I lost my brother last night. He was only 62 and died from a rare form of cancer. Sadly, I was unable to say goodbye to him in person because he didn’t want any visitors. It’s hard for me to comprehend losing someone I have known my whole life. We lived in different states but talked regularly.
His wife was killed by a drunk driver 18 years ago, leaving him with a 6 and 10-year-old. He never remarried. He had a long time girlfriend who helped him tremendously during his illness. He was diagnosed in November of 2018. He was told at that time that he might have five years. Five years turned into 18 months. We were told five weeks ago that he had 3 months left. Life is extraordinarily cruel.
I have many happy memories of my brother growing up. We had drifted apart for a few years but became close again after his wife died. I’m devastated that I was unable to see him in person before he died. Near the end, he couldn’t even talk on the phone.
I’m now a part of a club I never wanted to be in, losing a sibling before their time. I have several close friends in this club.
The last time I saw my sister in law alive was in July of 2002. She and my brother and kids came to visit us. We went to a vacation destination for the weekend and had a wonderful time. We made plans to take a vacation together the following year. Sadly, my sister in law was killed after Christmas in 2002. We still went on the trip, it just wasn’t the same without Joanne.

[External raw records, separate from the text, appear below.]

//! HTTP transport.
//!
//! [`Transport`] is the seam between the API client and the network. The
//! production implementation wraps reqwest with a cookie jar; tests supply
//! scripted transports.

use std::sync::Arc;
use std::time::Duration;

use async_trait::async_trait;
use reqwest::cookie::{CookieStore, Jar};
use reqwest::header::HeaderMap;
use reqwest::{Client, Method, StatusCode};
use tracing::{debug, instrument};
use url::Url;

use crate::error::TransportError;
use crate::request::RequestBody;

// ============================================================================
// Wire Types
// ============================================================================

/// A fully prepared request.
#[derive(Debug, Clone)]
pub struct HttpRequest {
    /// HTTP method.
    pub method: Method,
    /// Absolute URL.
    pub url: Url,
    /// Final header set.
    pub headers: HeaderMap,
    /// Body.
    pub body: RequestBody,
}

/// A raw response.
#[derive(Debug, Clone)]
pub struct HttpResponse {
    /// Status code.
    pub status: StatusCode,
    /// Response headers.
    pub headers: HeaderMap,
    /// Raw body bytes.
    pub body: Vec<u8>,
}

impl HttpResponse {
    /// Creates a response.
    pub fn new(status: StatusCode, headers: HeaderMap, body: impl Into<Vec<u8>>) -> Self {
        Self {
            status,
            headers,
            body: body.into(),
        }
    }
}

// ============================================================================
// Transport Trait
// ============================================================================

/// Sends prepared requests.
#[async_trait]
pub trait Transport: Send + Sync {
    /// Sends one request. Any HTTP status is a successful exchange; only a
    /// failure to get a response is an error.
    async fn send(&self, request: HttpRequest) -> Result<HttpResponse, TransportError>;

    /// Returns a cookie the transport holds for `url`.
    fn cookie(&self, _url: &Url, _name: &str) -> Option<String> {
        None
    }
}

// ============================================================================
// Reqwest Transport
// ============================================================================

/// reqwest-backed transport with a shared cookie jar.
#[derive(Debug, Clone)]
pub struct ReqwestTransport {
    inner: Client,
    jar: Arc<Jar>,
}

impl ReqwestTransport {
    /// Builds the transport.
    ///
    /// # Errors
    ///
    /// Fails if the TLS backend cannot be initialized.
    pub fn new(timeout: Duration, user_agent: &str) -> Result<Self, TransportError> {
        let jar = Arc::new(Jar::default());
        let inner = Client::builder()
            .timeout(timeout)
            .user_agent(user_agent)
            .cookie_provider(Arc::clone(&jar))
            .build()?;

        Ok(Self { inner, jar })
    }

    /// Returns the cookie jar.
    pub fn jar(&self) -> &Arc<Jar> {
        &self.jar
    }
}

#[async_trait]
impl Transport for ReqwestTransport {
    #[instrument(skip(self, request), fields(method = %request.method, url = %request.url))]
    async fn send(&self, request: HttpRequest) -> Result<HttpResponse, TransportError> {
        let mut builder = self
            .inner
            .request(request.method, request.url)
            .headers(request.headers);

        builder = match request.body {
            RequestBody::Empty => builder,
            RequestBody::Json(value) => builder.body(value.to_string()),
            RequestBody::Text(text) => builder.body(text),
            RequestBody::Multipart(form) => builder.multipart(form.to_reqwest()?),
        };

        let response = builder.send().await?;
        let status = response.status();
        let headers = response.headers().clone();
        let body = response.bytes().await?.to_vec();

        debug!(status = %status, bytes = body.len(), "Response received");
        Ok(HttpResponse {
            status,
            headers,
            body,
        })
    }

    fn cookie(&self, url: &Url, name: &str) -> Option<String> {
        let header = self.jar.cookies(url)?;
        let header = header.to_str().ok()?;
        find_cookie(header, name)
    }
}

/// Finds a cookie in a `Cookie` header value.
fn find_cookie(header: &str, name: &str) -> Option<String> {
    header.split(';').find_map(|pair| {
        let (key, value) = pair.trim().split_once('=')?;
        (key == name).then(|| value.to_string())
    })
}

#[cfg(test)]
mod tests {
    use super::*;

    #[test]
    fn test_find_cookie() {
        let header = "session=abc; csrf_token=xyz; theme=dark";
        assert_eq!(find_cookie(header, "csrf_token").as_deref(), Some("xyz"));
        assert_eq!(find_cookie(header, "missing"), None);
    }

    #[test]
    fn test_reqwest_transport_reads_jar() {
        let transport = ReqwestTransport::new(Duration::from_secs(5), "remit-test").unwrap();
        let url = Url::parse("https://gw.example.com/api/v1/payments").unwrap();

        assert_eq!(transport.cookie(&url, "csrf_token"), None);

        transport
            .jar()
            .add_cookie_str("csrf_token=tok123; Path=/", &url);
        assert_eq!(transport.cookie(&url, "csrf_token").as_deref(), Some("tok123"));
    }
}
//! Payment commands.

use anyhow::{Result, bail};
use clap::{Args, Subcommand};
use remit_core::PaymentRequest;
use remit_fetch::api::PaymentDraft;
use tracing::info;

use super::prompt_line;
use crate::Cli;
use crate::app::App;
use crate::output::emit;

/// Arguments for the payments command.
#[derive(Args)]
pub struct PaymentsArgs {
    #[command(subcommand)]
    pub action: PaymentsAction,
}

/// Payment subcommands.
#[derive(Subcommand)]
pub enum PaymentsAction {
    /// List payments.
    List,

    /// Review and send a transfer.
    Send {
        /// Source wallet id.
        #[arg(long)]
        from: String,
        /// Recipient wallet address.
        #[arg(long)]
        to: String,
        /// Amount in the source currency.
        #[arg(long)]
        amount: f64,
        /// Source currency.
        #[arg(long)]
        currency: String,
        /// Currency the recipient receives.
        #[arg(long)]
        target: Option<String>,
        /// Note for the recipient.
        #[arg(long)]
        note: Option<String>,
        /// Skip the confirmation prompt.
        #[arg(long, short)]
        yes: bool,
    },

    /// Show the receipt of a completed payment.
    Receipt {
        /// Payment id.
        id: String,
    },
}

/// Runs the payments command.
pub async fn run(args: &PaymentsArgs, cli: &Cli) -> Result<()> {
    let app = App::init(cli)?;
    app.require_user()?;

    match &args.action {
        PaymentsAction::List => {
            let payments = app.client.payments().list().await?;
            emit(cli, &payments, |t| t.format_payments(&payments))
        }
        PaymentsAction::Send {
            from,
            to,
            amount,
            currency,
            target,
            note,
            yes,
        } => {
            if *amount <= 0.0 {
                bail!("Amount must be positive");
            }

            let request = PaymentRequest {
                from_wallet_id: from.clone(),
                to_address: to.clone(),
                amount: *amount,
                currency: currency.to_ascii_uppercase(),
                target_currency: target.as_deref().map(str::to_ascii_uppercase),
                note: note.clone(),
            };

            let review = app.client.payments().initiate(&request).await?;
            if !*yes {
                eprintln!("{}", crate::output::TextFormatter::new(!cli.no_color).format_payment(&review));
                let answer = prompt_line("Send this payment? [y/N] ")?;
                if !matches!(answer.trim(), "y" | "Y" | "yes") {
                    println!("Cancelled");
                    return Ok(());
                }
            }

            let draft = PaymentDraft::new(request);
            let payment = app.client.payments().submit(&draft).await?;
            info!(payment = %payment.id, status = %payment.status, "Payment submitted");
            emit(cli, &payment, |t| t.format_payment(&payment))
        }
        PaymentsAction::Receipt { id } => {
            let receipt = app.client.payments().receipt(id).await?;
            emit(cli, &receipt, |t| t.format_receipt(&receipt))
        }
    }
}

I just wanted to see my brother and hold his hand and kiss his cheek. I was able to get him a message telling him how much I loved him. I was told he didn’t want anyone to see how terrible he looked, which was one of the reasons he didn’t want any visitors. He had lost a lot of weight. He had many friends who couldn’t say goodbye to him.
My brother was a jokester like me. He was quick-witted and could easily make people laugh. I think that’s what he’ll be remembered for.
Goodbye big brother, see you on the other side. RIP.